Gold slips another 1% during continued drop

13th June 2013 No Comments

goldThere’s been an absolute tragedy in the market when it comes to gold lately, as prices in 2013 have been bad all year long. Besides a precipitous drop in April, what we’ve seen is a downward trend buoyed by occasional small spikes upward. However, the spikes upward are never enough to eat the losses from the big drops that happen now and then, and instead we see prices drop, then stabilize, then drop again, without accompanying meaningful climbs.

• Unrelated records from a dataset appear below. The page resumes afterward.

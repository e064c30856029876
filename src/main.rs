mod config;
mod engine;
mod error;
mod partition;
mod pool;
mod prefix;
mod primes;
mod report;
mod storage;
mod tune;
mod worker;

use clap::Parser;
use log::{debug, info};
use std::process;
use std::time::Instant;

use config::{DEFAULT_TUNE_ITERATIONS, ScanConfig};
use engine::ParallelScanEngine;
use error::Result;
use partition::PartitionStrategy;
use storage::RunRecord;
use tune::AdaptiveTuner;

#[derive(Parser)]
#[command(name = "primorial-scan")]
#[command(
    about = "Find n where p_1 * ... * p_n + 1 is divisible by p_(n+1)",
    long_about = None
)]
struct Cli {
    #[arg(help = "First prime index to scan (1-indexed)")]
    start: Option<u32>,
    #[arg(help = "Last prime index to scan (inclusive)")]
    end: Option<u32>,
    #[arg(
        short,
        long,
        help = "Worker threads (defaults to, and is capped at, hardware concurrency)"
    )]
    threads: Option<usize>,
    #[arg(
        short,
        long,
        value_enum,
        default_value_t = PartitionStrategy::Geometric,
        help = "How the first partition is seeded"
    )]
    strategy: PartitionStrategy,
    #[arg(
        short,
        long,
        default_value_t = DEFAULT_TUNE_ITERATIONS,
        help = "Number of scans the tuner may run"
    )]
    iterations: usize,
    #[arg(long, help = "Run a single scan instead of tuning the partition")]
    once: bool,
    #[arg(long, help = "Append hits to primorial_hits.txt in the data directory")]
    save: bool,
    #[arg(short, long, help = "Do not print hits as they are found")]
    quiet: bool,
}

fn main() {
    env_logger::Builder::from_env(env_logger::Env::default().default_filter_or("info")).init();

    let cli = Cli::parse();

    if let Err(e) = run(cli) {
        eprintln!("Error: {}", e);
        process::exit(1);
    }
}

fn build_config(cli: &Cli) -> Result<ScanConfig> {
    Ok(ScanConfig {
        interval: config::resolve_interval(cli.start, cli.end)?,
        threads: config::resolve_thread_count(cli.threads, config::hardware_threads()),
        strategy: cli.strategy,
        iterations: cli.iterations,
        echo_hits: !cli.quiet,
        save_hits: cli.save,
    })
}

fn run(cli: Cli) -> Result<()> {
    let config = build_config(&cli)?;
    info!(
        "Scanning {} with {} threads ({:?} seed)",
        config.interval, config.threads, config.strategy
    );

    let start = Instant::now();
    let engine = ParallelScanEngine::new(config.echo_hits);

    let (mode, hits) = if cli.once {
        let mut engine = engine;
        let report = engine.run_once(config.interval, config.threads, config.strategy)?;
        for (batch, elapsed) in report.batches.iter().zip(&report.timings) {
            info!("Batch {}: {:.6}s", batch, elapsed.as_secs_f64());
        }
        info!(
            "Scan took {:.3}ms, slowest batch {:.3}ms",
            report.elapsed.as_secs_f64() * 1000.0,
            report.slowest().as_secs_f64() * 1000.0
        );
        ("run", report.hits)
    } else {
        let mut tuner = AdaptiveTuner::new(engine, config.strategy, config.iterations);
        let outcome = tuner.tune(config.interval, config.threads)?;
        for (i, summary) in outcome.iterations.iter().enumerate() {
            debug!(
                "Iteration {}: slowest {:.3}ms, widths {:?}",
                i + 1,
                summary.slowest.as_secs_f64() * 1000.0,
                summary.widths
            );
        }
        info!(
            "Slowest batch went from {:.3}ms to {:.3}ms",
            outcome.iterations[0].slowest.as_secs_f64() * 1000.0,
            outcome.best_slowest.as_secs_f64() * 1000.0
        );
        for batch in &outcome.best {
            info!("Best batch: {} (width {})", batch, batch.width());
        }
        info!("Best batch widths: {:?}", outcome.best_widths());
        ("tune", outcome.hits)
    };

    let duration_us = start.elapsed().as_micros();
    info!(
        "Total execution time: {}us ({:.2}ms), {} hits",
        duration_us,
        duration_us as f64 / 1000.0,
        hits.len()
    );

    let record = RunRecord {
        mode,
        interval: config.interval,
        threads: config.threads,
        duration_us,
        hits: &hits,
    };
    if let Some(path) = storage::record_run(storage::data_dir(), &record, config.save_hits)? {
        info!("Saved {} hits to {}", hits.len(), path.display());
    }

    Ok(())
}
#[derive(Debug, thiserror::Error)]
pub(crate) enum Error {
    #[error("board must have at least one row and one column, got {width}x{height}")]
    EmptyBoard { width: usize, height: usize },

    #[error("number of mines ({mines}) must be less than the number of cells ({cells})")]
    TooManyMines { mines: usize, cells: usize },

    #[error("board of {width}x{height} tiles is too large")]
    BoardTooLarge { width: usize, height: usize },

    #[error("mine index {index} lies outside a board of {cells} cells")]
    MineOutOfBounds { index: usize, cells: usize },

    #[error("failed to draw to terminal")]
    DrawToTerminal(#[source] std::io::Error),

    #[error("failed to get input event")]
    GetEvent(#[source] std::sync::mpsc::RecvError),

    #[error("failed to set ctrlc handler")]
    SetHandler(#[source] ctrlc::Error),

    #[error("failed to get stdout in raw mode")]
    GetStdoutInRawMode(#[source] std::io::Error),

    #[error("failed to get alternate screen for mouse terminal")]
    GetAlternateScreenForMouseTerminal(#[source] std::io::Error),

    #[error("failed to create terminal object")]
    CreateTerminal(#[source] std::io::Error),

    #[error("failed to convert usize to u16")]
    ConvertUsizeToU16(#[source] std::num::TryFromIntError),
}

Well, today, wouldn’t you know it, gold prices have dropped over 1% yet again. Right now, we’re looking at $1,377 an ounce and many are wondering just how much lower prices can continue to drop.

Consider that in mid-2011, when gold prices were at all-time highs, above $1,900 an ounce, which means we’ve dropped 30% since then. It means that gold fans have not had a very good time the last two years.

Now, there are multiple ways to look at this, you know. With all of the big drops we’ve seen, 1% may not even seem newsworthy, which means a lot of investors may not even be scared away at this point. It’s hard to imagine anybody who’s into gold for the short term now, anyway. People are hoping for a long-term bounce back, instead.

However, commodity analysts at Societe General do not share the bullish optimism of gold fans. In fact, they think gold could hit as low as $1,150 by next year, with investors continuing to tap out to all of the continued drops.